Material for the task: Begin

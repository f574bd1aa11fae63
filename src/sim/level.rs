//! The level aggregate
//!
//! Owns the physics world and every entity placed in it. Nothing outside
//! `tick` and the collision dispatcher mutates it during play; `reset`
//! rebuilds the starting state without recreating any body.

use glam::Vec2;

use super::animation::ClipLibrary;
use super::crate_box::{Crate, CrateKind};
use super::crusher::Crusher;
use super::enemy::Enemy;
use super::entity::{Entity, EntityTag};
use super::layout::{LayoutError, LevelLayout};
use super::physics::{BodyDesc, PhysicsWorld};
use super::player::Player;
use super::sawblade::Sawblade;
use super::state::{Checkpoint, Coin, Hud, LevelOutcome};

pub struct Level {
    pub(crate) world: PhysicsWorld,
    pub(crate) player: Player,
    pub(crate) grounds: Vec<Entity>,
    pub(crate) ground_sizes: Vec<Vec2>,
    pub(crate) walls: Vec<Entity>,
    pub(crate) wall_sizes: Vec<Vec2>,
    pub(crate) enemies: Vec<Enemy>,
    pub(crate) crates: Vec<Crate>,
    /// Coins placed in the level (crate coins live in their crate)
    pub(crate) coins: Vec<Coin>,
    pub(crate) sawblades: Vec<Sawblade>,
    pub(crate) crushers: Vec<Crusher>,
    pub(crate) checkpoints: Vec<Checkpoint>,

    pub(crate) start_position: Vec2,
    pub(crate) respawn_position: Vec2,
    /// Coins collected
    pub(crate) score: u32,
    /// Level time, frozen once the finish is reached
    pub(crate) timer: f32,
    /// Time spent celebrating at the finish
    pub(crate) end_timer: f32,
    pub(crate) footstep_timer: f32,
    pub(crate) alternate_footstep: bool,
    pub(crate) music_playing: bool,
    /// Master volume (0.0 - 1.0) pushed to the audio sink every frame
    pub(crate) master_volume: f32,
    pub(crate) outcome: LevelOutcome,
}

impl Level {
    /// Build a level with the shipped animation clips
    pub fn new(layout: &LevelLayout) -> Result<Self, LayoutError> {
        Self::with_clips(layout, ClipLibrary::player(), ClipLibrary::enemy())
    }

    pub fn with_clips(
        layout: &LevelLayout,
        player_clips: ClipLibrary,
        enemy_clips: ClipLibrary,
    ) -> Result<Self, LayoutError> {
        layout.validate()?;

        let mut world = PhysicsWorld::new();

        let mut grounds = Vec::with_capacity(layout.grounds.len());
        let mut ground_sizes = Vec::with_capacity(layout.grounds.len());
        for (i, g) in layout.grounds.iter().enumerate() {
            let desc = BodyDesc::fixed(g.position, g.half_size);
            grounds.push(Entity::spawn(&mut world, EntityTag::Ground(i as u32), &desc));
            ground_sizes.push(g.half_size);
        }

        let mut walls = Vec::with_capacity(layout.walls.len());
        let mut wall_sizes = Vec::with_capacity(layout.walls.len());
        for (i, w) in layout.walls.iter().enumerate() {
            let desc = BodyDesc::fixed(w.position, w.half_size);
            walls.push(Entity::spawn(&mut world, EntityTag::Wall(i as u32), &desc));
            wall_sizes.push(w.half_size);
        }

        let player = Player::new(&mut world, layout.player_start, player_clips);

        let enemies = layout
            .enemies
            .iter()
            .enumerate()
            .map(|(i, e)| {
                Enemy::new(
                    &mut world,
                    i as u32,
                    e.position,
                    e.walk_distance,
                    e.idle_time,
                    enemy_clips.clone(),
                )
            })
            .collect();

        let crates = layout
            .crates
            .iter()
            .enumerate()
            .map(|(i, c)| Crate::new(&mut world, i as u32, c.position, c.kind))
            .collect();

        let coins = layout
            .coins
            .iter()
            .enumerate()
            .map(|(i, pos)| Coin::placed(&mut world, i as u32, *pos))
            .collect();

        let sawblades = layout
            .sawblades
            .iter()
            .enumerate()
            .map(|(i, s)| {
                Sawblade::new(
                    &mut world,
                    i as u32,
                    s.position,
                    s.half_size,
                    s.vertical_speed,
                    s.horizontal_speed,
                    s.distance,
                )
            })
            .collect();

        let crushers = layout
            .crushers
            .iter()
            .enumerate()
            .map(|(i, c)| Crusher::new(&mut world, i as u32, c.position, c.delay, c.interval))
            .collect();

        let checkpoints = layout
            .checkpoints
            .iter()
            .enumerate()
            .map(|(i, pos)| Checkpoint::new(&mut world, i as u32, *pos))
            .collect();

        log::info!(
            "Level built: {} bodies, {} crates, {} coins, {} checkpoints",
            world.body_count(),
            layout.crates.len(),
            layout.coins.len(),
            layout.checkpoints.len()
        );

        Ok(Self {
            world,
            player,
            grounds,
            ground_sizes,
            walls,
            wall_sizes,
            enemies,
            crates,
            coins,
            sawblades,
            crushers,
            checkpoints,
            start_position: layout.player_start,
            respawn_position: layout.player_start,
            score: 0,
            timer: 0.0,
            end_timer: 0.0,
            footstep_timer: 0.0,
            alternate_footstep: false,
            music_playing: false,
            master_volume: 0.5,
            outcome: LevelOutcome::Playing,
        })
    }

    /// Back to the starting state with `lives` lives
    pub fn reset(&mut self, lives: u32) {
        self.music_playing = false;
        self.score = 0;
        self.timer = 0.0;
        self.end_timer = 0.0;
        self.footstep_timer = 0.0;
        self.alternate_footstep = false;
        self.outcome = LevelOutcome::Playing;

        self.respawn_position = self.start_position;
        self.player.reset(&mut self.world, self.start_position, lives);

        for checkpoint in &mut self.checkpoints {
            checkpoint.reset();
        }
        for enemy in &mut self.enemies {
            enemy.reset(&mut self.world);
        }
        for crate_box in &mut self.crates {
            crate_box.reset(&mut self.world);
        }
        for coin in &mut self.coins {
            coin.reset_placed(&mut self.world);
        }

        log::info!("Level reset ({} lives)", lives);
    }

    /// Copy every moving body's pose into its render transform
    pub(crate) fn sync_transforms(&mut self) {
        self.player.entity_mut().sync_from_body(&self.world);
        for enemy in &mut self.enemies {
            enemy.entity_mut().sync_from_body(&self.world);
        }
        for crate_box in &mut self.crates {
            if crate_box.kind() == CrateKind::Destroyed {
                crate_box.sync_debris(&self.world);
            }
        }
        for sawblade in &mut self.sawblades {
            sawblade.entity_mut().sync_from_body(&self.world);
        }
        for crusher in &mut self.crushers {
            crusher.entity_mut().sync_from_body(&self.world);
        }
    }

    /// The last checkpoint ends the level
    pub fn finish_reached(&self) -> bool {
        self.checkpoints.last().is_some_and(Checkpoint::is_triggered)
    }

    pub fn hud(&self) -> Hud {
        Hud {
            lives: self.player.lives(),
            time: self.timer,
            coins: self.score,
        }
    }

    pub fn set_master_volume(&mut self, volume: f32) {
        self.master_volume = volume.clamp(0.0, 1.0);
    }

    pub fn world(&self) -> &PhysicsWorld {
        &self.world
    }

    pub fn player(&self) -> &Player {
        &self.player
    }

    pub fn enemies(&self) -> &[Enemy] {
        &self.enemies
    }

    pub fn crates(&self) -> &[Crate] {
        &self.crates
    }

    pub fn coins(&self) -> &[Coin] {
        &self.coins
    }

    pub fn sawblades(&self) -> &[Sawblade] {
        &self.sawblades
    }

    pub fn crushers(&self) -> &[Crusher] {
        &self.crushers
    }

    pub fn checkpoints(&self) -> &[Checkpoint] {
        &self.checkpoints
    }

    pub fn respawn_position(&self) -> Vec2 {
        self.respawn_position
    }

    pub fn score(&self) -> u32 {
        self.score
    }

    pub fn timer(&self) -> f32 {
        self.timer
    }

    pub fn end_timer(&self) -> f32 {
        self.end_timer
    }

    pub fn outcome(&self) -> LevelOutcome {
        self.outcome
    }

    pub fn is_music_playing(&self) -> bool {
        self.music_playing
    }
}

Material for the task: End

• _Problem description_: Among the entries above, copy exactly only the lines starting with the one containing "let mut grounds" and going through the one containing "let mut walls", both ends included.

• _The completed task_:
        let mut grounds = Vec::with_capacity(layout.grounds.len());
        let mut ground_sizes = Vec::with_capacity(layout.grounds.len());
        for (i, g) in layout.grounds.iter().enumerate() {
            let desc = BodyDesc::fixed(g.position, g.half_size);
            grounds.push(Entity::spawn(&mut world, EntityTag::Ground(i as u32), &desc));
            ground_sizes.push(g.half_size);
        }

        let mut walls = Vec::with_capacity(layout.walls.len());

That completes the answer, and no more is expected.